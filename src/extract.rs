//! Sales-agreement extraction from purchase-order documents.
//!
//! The document store wraps its payload twice: `message` holds a JSON
//! string whose object has a `data` field, itself a JSON string, whose object
//! carries the `note`. Each layer is decoded explicitly and any deviation is
//! an error.

use crate::error::{AppError, Result};
use serde_json::Value;

/// Read `field` from `parent`, require it to be a string, and parse that
/// string as JSON.
pub fn decode_embedded_json(parent: &Value, field: &str) -> Result<Value> {
    let raw = parent.get(field).ok_or_else(|| AppError::MalformedDocument {
        field: field.to_string(),
        reason: "field is missing".to_string(),
    })?;

    let encoded = raw.as_str().ok_or_else(|| AppError::MalformedDocument {
        field: field.to_string(),
        reason: format!("expected a JSON-encoded string, found {}", json_type(raw)),
    })?;

    serde_json::from_str(encoded).map_err(|e| AppError::MalformedDocument {
        field: field.to_string(),
        reason: format!("invalid embedded JSON: {}", e),
    })
}

/// Extract the sales-agreement note from a fetched purchase-order document.
pub fn extract_sales_agreement(po_document: &Value) -> Result<String> {
    let result = decode_embedded_json(po_document, "message")
        .and_then(|message| decode_embedded_json(&message, "data"))
        .and_then(|data| read_note(&data));

    match result {
        Ok(note) => {
            tracing::info!(sales_agreement = %note, "Extracted SalesAgreement");
            Ok(note)
        }
        Err(e) => {
            tracing::error!(error = %e, "Failed to extract SalesAgreement");
            Err(e)
        }
    }
}

fn read_note(data: &Value) -> Result<String> {
    let note = data.get("note").ok_or_else(|| AppError::MalformedDocument {
        field: "note".to_string(),
        reason: "field is missing".to_string(),
    })?;

    note.as_str()
        .map(str::to_string)
        .ok_or_else(|| AppError::MalformedDocument {
            field: "note".to_string(),
            reason: format!("expected a string, found {}", json_type(note)),
        })
}

fn json_type(value: &Value) -> &'static str {
    match value {
        Value::Null => "null",
        Value::Bool(_) => "boolean",
        Value::Number(_) => "number",
        Value::String(_) => "string",
        Value::Array(_) => "array",
        Value::Object(_) => "object",
    }
}
pub mod health;
pub mod mt700;
pub mod root;

pub use health::{health_handler, ready_handler};
pub use mt700::generate_mt700_handler;
pub use root::root_handler;
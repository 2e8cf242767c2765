use axum::Json;
use serde::Serialize;

#[derive(Serialize)]
pub struct HealthResponse {
    pub status: &'static str,
    pub version: &'static str,
}

/// GET /health - Liveness check
pub async fn health_handler() -> Json<HealthResponse> {
    Json(HealthResponse {
        status: "healthy",
        version: env!("CARGO_PKG_VERSION"),
    })
}

/// GET /ready - Readiness check
///
/// State is fully built before the listener binds, so a serving process is
/// ready. The backend is not contacted; a down document store surfaces as
/// 502 on `/generate_mt700`.
pub async fn ready_handler() -> Json<HealthResponse> {
    Json(HealthResponse {
        status: "ready",
        version: env!("CARGO_PKG_VERSION"),
    })
}
impl<S: RecordStore> AtomStore<S> {
    /// Create a store over the given backend and bus.
    pub fn new(store: Arc<S>, bus: Arc<EventBus>) -> Self {
        let vault = FossilVault::new(Arc::clone(&store), Arc::clone(&bus));
        Self { store, vault, bus }
    }

    /// Create a store whose vault materializes revived content through the
    /// given collaborator.
    pub fn with_materializer(
        store: Arc<S>,
        bus: Arc<EventBus>,
        materializer: Arc<dyn Materializer>,
    ) -> Self {
        let vault = FossilVault::new(Arc::clone(&store), Arc::clone(&bus))
            .with_materializer(materializer);
        Self { store, vault, bus }
    }

    /// The fossil vault sharing this store's backend and bus.
    pub fn vault(&self) -> &FossilVault<S> {
        &self.vault
    }

    /// Upsert an atom.
    ///
    /// A new atom starts `Hollow` when no content is supplied, `Claimed`
    /// otherwise. Overwriting an existing atom with a differing content hash
    /// fossilizes the prior version first; an `Endorsed` atom whose content
    /// changes re-enters the lifecycle as `Claimed`.
    pub async fn create(
        &self,
        id: &str,
        content: Option<&str>,
        domain: &str,
    ) -> Result<AtomRecord, AtomStoreError> {
        let existing = self
            .store
            .get_atom(id)
            .await
            .map_err(AtomStoreError::from_store)?;

        let record = match existing {
            None => {
                let status = if content.is_some() {
                    AtomStatus::Claimed
                } else {
                    AtomStatus::Hollow
                };
                let record = AtomRecord::new(id, content.unwrap_or(""), domain, status);
                self.store
                    .put_atom(record.clone())
                    .await
                    .map_err(AtomStoreError::from_store)?;
                tracing::info!(atom_id = id, status = %status, "Atom created");
                record
            }
            Some(mut atom) => {
                if atom.is_fossil() {
                    // Fossils are immutable; a fossil id is not a live atom.
                    return Err(AtomStoreError::InvalidTransition {
                        from: AtomStatus::Fossil,
                        to: AtomStatus::Claimed,
                    });
                }

                let new_content = content.unwrap_or("");
                let content_changed = compute_content_hash(new_content) != atom.content_hash;
                if content_changed {
                    let fossil_id = self
                        .vault
                        .snapshot(id)
                        .await
                        .map_err(|e| AtomStoreError::Store(e.to_string()))?;
                    tracing::info!(atom_id = id, fossil_id = %fossil_id, "Prior content fossilized");
                }

                atom.set_content(new_content);
                atom.domain = domain.to_string();
                if content_changed && atom.status == AtomStatus::Endorsed {
                    atom.status = AtomStatus::Claimed;
                }
                self.store
                    .put_atom(atom.clone())
                    .await
                    .map_err(AtomStoreError::from_store)?;
                atom
            }
        };

        // Every live atom has a position, (0, 0) until moved.
        if self
            .store
            .get_anchor(&record.id)
            .await
            .map_err(AtomStoreError::from_store)?
            .is_none()
        {
            self.store
                .upsert_anchor(Anchor::origin(&record.id))
                .await
                .map_err(AtomStoreError::from_store)?;
        }

        self.bus.publish(AtomEvent::AtomChanged {
            atom_id: record.id.clone(),
            status: record.status,
        });
        Ok(record)
    }

    /// Atomically transition `expected -> Busy`.
    ///
    /// The only sanctioned way to begin generation (`expected = Hollow`) or
    /// validation (`expected = Claimed`) work.
    pub async fn reserve(&self, id: &str, expected: AtomStatus) -> Result<(), AtomStoreError> {
        if !expected.is_reservable() {
            return Err(AtomStoreError::InvalidTransition {
                from: expected,
                to: AtomStatus::Busy,
            });
        }

        match self
            .store
            .compare_and_swap_status(id, expected, AtomStatus::Busy)
            .await
            .map_err(AtomStoreError::from_store)?
        {
            CasOutcome::Swapped => {
                tracing::debug!(atom_id = id, from = %expected, "Reservation acquired");
                self.bus.publish(AtomEvent::AtomChanged {
                    atom_id: id.to_string(),
                    status: AtomStatus::Busy,
                });
                Ok(())
            }
            CasOutcome::Mismatch(actual) => Err(AtomStoreError::Conflict {
                atom_id: id.to_string(),
                expected,
                actual,
            }),
            CasOutcome::Missing => Err(AtomStoreError::NotFound(id.to_string())),
        }
    }

    /// End a reservation, transitioning `Busy -> next`.
    pub async fn release(&self, id: &str, next: AtomStatus) -> Result<(), AtomStoreError> {
        if !next.is_release_target() {
            return Err(AtomStoreError::InvalidTransition {
                from: AtomStatus::Busy,
                to: next,
            });
        }

        match self
            .store
            .compare_and_swap_status(id, AtomStatus::Busy, next)
            .await
            .map_err(AtomStoreError::from_store)?
        {
            CasOutcome::Swapped => {
                tracing::debug!(atom_id = id, to = %next, "Reservation released");
                self.bus.publish(AtomEvent::AtomChanged {
                    atom_id: id.to_string(),
                    status: next,
                });
                Ok(())
            }
            CasOutcome::Mismatch(actual) => Err(AtomStoreError::InvalidTransition {
                from: actual,
                to: next,
            }),
            CasOutcome::Missing => Err(AtomStoreError::NotFound(id.to_string())),
        }
    }

    /// Fetch an atom by id.
    pub async fn get(&self, id: &str) -> Result<AtomRecord, AtomStoreError> {
        self.store
            .get_atom(id)
            .await
            .map_err(AtomStoreError::from_store)?
            .ok_or_else(|| AtomStoreError::NotFound(id.to_string()))
    }

    /// Fetch all atoms, fossils included.
    pub async fn list(&self) -> Result<Vec<AtomRecord>, AtomStoreError> {
        self.store
            .list_atoms()
            .await
            .map_err(AtomStoreError::from_store)
    }

    /// Reset every atom stuck in `Busy` to `Claimed`.
    ///
    /// Run once at process startup. A reservation that survived a restart
    /// belongs to a crashed holder whose in-flight work is lost.
    pub async fn recover_stuck(&self) -> Result<Vec<String>, AtomStoreError> {
        let reclaimed = self
            .store
            .reset_busy(AtomStatus::Claimed)
            .await
            .map_err(AtomStoreError::from_store)?;

        if !reclaimed.is_empty() {
            tracing::info!(count = reclaimed.len(), "Reset stuck reservations to claimed");
            for atom_id in &reclaimed {
                self.bus.publish(AtomEvent::AtomChanged {
                    atom_id: atom_id.clone(),
                    status: AtomStatus::Claimed,
                });
            }
            self.bus.publish(AtomEvent::RecoveryCompleted {
                reclaimed: reclaimed.len() as u64,
            });
        }
        Ok(reclaimed)
    }
}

= Directions =
Please copy each line of the entries in which the word "purchase" shows up.

= Result =
//! Sales-agreement extraction from purchase-order documents.
/// Extract the sales-agreement note from a fetched purchase-order document.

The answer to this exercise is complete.